Our website already had a page purporting to explain how to link to articles, but it was out-of-date, stingy with explanation, and hard to find. So, after my improvements, it is now up-to-date, overly detailed, and still almost impossible to find from our home page. Best of all, I managed to get this done while working at the ref desk this summer.
I had thought long ago that I might create a bunch of search tools—opensearch plugins, bookmarklets, search toolbars and the like—so I took the liberty of creating a directory in our website (which I do not control) for “tools”. But this directory for a long time had only our D2L search widget. Now that there are two, I needed a listing page as well, which will perhaps spur me to add more….

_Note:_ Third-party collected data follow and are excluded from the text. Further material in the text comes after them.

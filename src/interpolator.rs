use std::f64::consts::PI;

use ndarray::ArrayView3;

use crate::enums::InterpolationKernel;

/// Samples up to this many voxels outside the grid are extrapolated from the
/// nearest edge; beyond it the fill value is returned.
pub(crate) const PADDING_VOXELS: f64 = 1.0;

/// Half-width of the windowed sinc kernel.
const SINC_RADIUS: isize = 3;
const SINC_TAPS: usize = 2 * (SINC_RADIUS as usize + 1);

/// Coordinates closer than this to a voxel centre sample it directly.
const ON_GRID_EPSILON: f64 = 1e-9;

pub(crate) struct Interpolator;

impl Interpolator {
    /// Sample `frame` at continuous voxel position `pos` with the requested
    /// kernel. Positions outside the padded field of view return `0.0`.
    pub(crate) fn sample(
        frame: &ArrayView3<f32>,
        pos: [f64; 3],
        kernel: InterpolationKernel,
    ) -> f32 {
        let (nx, ny, nz) = frame.dim();
        if frame.is_empty()
            || !Self::within_padding(pos[0], nx)
            || !Self::within_padding(pos[1], ny)
            || !Self::within_padding(pos[2], nz)
        {
            return 0.0;
        }

        match kernel {
            InterpolationKernel::Nearest => Self::nearest(frame, pos),
            InterpolationKernel::Trilinear => Self::trilinear(frame, pos),
            InterpolationKernel::Sinc => Self::sinc(frame, pos),
        }
    }

    #[inline]
    fn within_padding(coord: f64, n: usize) -> bool {
        coord >= -PADDING_VOXELS && coord <= (n as f64 - 1.0) + PADDING_VOXELS
    }

    #[inline]
    fn clamp_index(i: isize, n: usize) -> usize {
        i.clamp(0, n as isize - 1) as usize
    }

    fn nearest(frame: &ArrayView3<f32>, pos: [f64; 3]) -> f32 {
        let (nx, ny, nz) = frame.dim();
        let x = Self::clamp_index(pos[0].round() as isize, nx);
        let y = Self::clamp_index(pos[1].round() as isize, ny);
        let z = Self::clamp_index(pos[2].round() as isize, nz);
        frame[[x, y, z]]
    }

    /// Lower index, upper index and fractional offset along one axis, with
    /// the coordinate clamped onto the grid. An empty axis brackets index 0.
    #[inline]
    fn bracket(coord: f64, n: usize) -> (usize, usize, f64) {
        let last = n.saturating_sub(1);
        let c = coord.clamp(0.0, last as f64);
        let i0 = c.floor() as usize;
        let i1 = (i0 + 1).min(last);
        (i0, i1, c - i0 as f64)
    }

    /// Trilinear interpolation with edge clamping. Used directly for
    /// displacement-field lookups, where extrapolation must never fall back
    /// to zero.
    #[inline]
    pub(crate) fn trilinear(frame: &ArrayView3<f32>, pos: [f64; 3]) -> f32 {
        if frame.is_empty() {
            return 0.0;
        }
        let (nx, ny, nz) = frame.dim();
        let (x0, x1, dx) = Self::bracket(pos[0], nx);
        let (y0, y1, dy) = Self::bracket(pos[1], ny);
        let (z0, z1, dz) = Self::bracket(pos[2], nz);

        let lerp = |a: f32, b: f32, t: f64| -> f64 { (a as f64).mul_add(1.0 - t, b as f64 * t) };

        let c00 = lerp(frame[[x0, y0, z0]], frame[[x1, y0, z0]], dx);
        let c10 = lerp(frame[[x0, y1, z0]], frame[[x1, y1, z0]], dx);
        let c01 = lerp(frame[[x0, y0, z1]], frame[[x1, y0, z1]], dx);
        let c11 = lerp(frame[[x0, y1, z1]], frame[[x1, y1, z1]], dx);

        let c0 = c00.mul_add(1.0 - dy, c10 * dy);
        let c1 = c01.mul_add(1.0 - dy, c11 * dy);

        c0.mul_add(1.0 - dz, c1 * dz) as f32
    }

    /// Hann-windowed sinc weight for offset `x` (in voxels).
    #[inline]
    fn sinc_weight(x: f64) -> f64 {
        let width = (SINC_RADIUS + 1) as f64;
        if x.abs() >= width {
            return 0.0;
        }
        let window = 0.5 * (1.0 + (PI * x / width).cos());
        let px = PI * x;
        (px.sin() / px) * window
    }

    /// First tap index and normalised weights along one axis.
    fn sinc_taps(coord: f64, n: usize) -> (isize, [f64; SINC_TAPS]) {
        let mut weights = [0.0; SINC_TAPS];
        let nearest = coord.round();
        if (coord - nearest).abs() < ON_GRID_EPSILON {
            let centre = Self::clamp_index(nearest as isize, n) as isize;
            weights[SINC_RADIUS as usize] = 1.0;
            return (centre - SINC_RADIUS, weights);
        }

        let base = coord.floor() as isize;
        let first = base - SINC_RADIUS;
        let mut total = 0.0;
        for (k, w) in weights.iter_mut().enumerate() {
            let offset = coord - (first + k as isize) as f64;
            *w = Self::sinc_weight(offset);
            total += *w;
        }
        if total.abs() > f64::EPSILON {
            weights.iter_mut().for_each(|w| *w /= total);
        }
        (first, weights)
    }

    fn sinc(frame: &ArrayView3<f32>, pos: [f64; 3]) -> f32 {
        let (nx, ny, nz) = frame.dim();
        let (fx, wx) = Self::sinc_taps(pos[0], nx);
        let (fy, wy) = Self::sinc_taps(pos[1], ny);
        let (fz, wz) = Self::sinc_taps(pos[2], nz);

        let mut value = 0.0;
        for (k, &w_z) in wz.iter().enumerate() {
            if w_z == 0.0 {
                continue;
            }
            let z = Self::clamp_index(fz + k as isize, nz);
            for (j, &w_y) in wy.iter().enumerate() {
                if w_y == 0.0 {
                    continue;
                }
                let y = Self::clamp_index(fy + j as isize, ny);
                let mut row = 0.0;
                for (i, &w_x) in wx.iter().enumerate() {
                    if w_x == 0.0 {
                        continue;
                    }
                    let x = Self::clamp_index(fx + i as isize, nx);
                    row += w_x * frame[[x, y, z]] as f64;
                }
                value += w_z * w_y * row;
            }
        }
        value as f32
    }
}

#[cfg(test)]
mod tests {
    use super::*;
    use ndarray::Array3;

    fn ramp() -> Array3<f32> {
        Array3::from_shape_fn((6, 5, 4), |(x, y, z)| (x + 10 * y + 100 * z) as f32)
    }

    #[test]
    fn every_kernel_is_exact_on_grid_points() {
        let data = ramp();
        let view = data.view();
        for kernel in [
            InterpolationKernel::Nearest,
            InterpolationKernel::Trilinear,
            InterpolationKernel::Sinc,
        ] {
            assert_eq!(Interpolator::sample(&view, [2.0, 3.0, 1.0], kernel), data[[2, 3, 1]]);
        }
    }

    #[test]
    fn trilinear_is_exact_for_linear_data() {
        let data = ramp();
        let value =
            Interpolator::sample(&data.view(), [1.5, 2.25, 0.5], InterpolationKernel::Trilinear);
        assert!((value - (1.5 + 22.5 + 50.0)).abs() < 1e-4);
    }

    #[test]
    fn padding_extends_edges_then_fills() {
        let data = ramp();
        let view = data.view();
        let kernel = InterpolationKernel::Trilinear;
        assert_eq!(Interpolator::sample(&view, [-0.5, 1.0, 0.0], kernel), 10.0);
        assert_eq!(Interpolator::sample(&view, [5.8, 1.0, 0.0], kernel), 15.0);
        assert_eq!(Interpolator::sample(&view, [-1.5, 1.0, 0.0], kernel), 0.0);
        assert_eq!(Interpolator::sample(&view, [0.0, 0.0, 4.5], kernel), 0.0);
    }

    #[test]
    fn empty_frames_sample_zero() {
        let data = Array3::<f32>::zeros((0, 4, 4));
        let view = data.view();
        assert_eq!(Interpolator::trilinear(&view, [0.0, 1.0, 1.0]), 0.0);
        for kernel in [
            InterpolationKernel::Nearest,
            InterpolationKernel::Trilinear,
            InterpolationKernel::Sinc,
        ] {
            assert_eq!(Interpolator::sample(&view, [-0.5, 1.0, 1.0], kernel), 0.0);
        }
    }

    #[test]
    fn sinc_preserves_constant_images() {
        let data = Array3::from_elem((8, 8, 8), 3.5f32);
        let value = Interpolator::sample(&data.view(), [3.3, 4.7, 0.2], InterpolationKernel::Sinc);
        assert!((value - 3.5).abs() < 1e-5);
    }
}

On to the other thing. Way back in April, I made a few changes to our D2L widget: I updated the JQuery (now using the Google-hosted version), made a separate OPAC search box limited to ebooks, a Google Scholar search box (since we now have Google Scholar integration for our Ebsco and JSTOR content), and replaced faculty-oriented blog headlines with the more student-oriented Twitter feed. Also finally updated the Ebsco search box. It seems that Ebsco replaced its search box builder sometime after I made the original box, I have no idea when since this sort of thing does not rise to the level of their support news. But the previous version had some unpleasant attributes, such as forcing Boolean rather than the automatic “and”-ing that is the default on our search page. All better now….
Having done all this, I added a small, red “New Features” link on the front page of the widget leading to a Google Doc summarizing the changes. 19 unique viewers clicked it! More than I expected. (I’ve removed the link now, it’s been months.) And it makes me think: that is some real estate that could probably be used productively…
Then, more recently, I updated the widget’s Google Analytics code to the latest version. Word to the wise: this update broke the “virtual URL” version of outbound link- and search-tracking, and, worse, made all those searches open up within the widget frame. Not a bad thing in the end—after I hastily removed all of the extra tracking code, it was an opportunity for me to figure out the newer, more rational version of event tracking, where you categorize and label the events. I’m pretty happy with the system I figured out, since it will allow me to quickly get more views of how the thing is being used.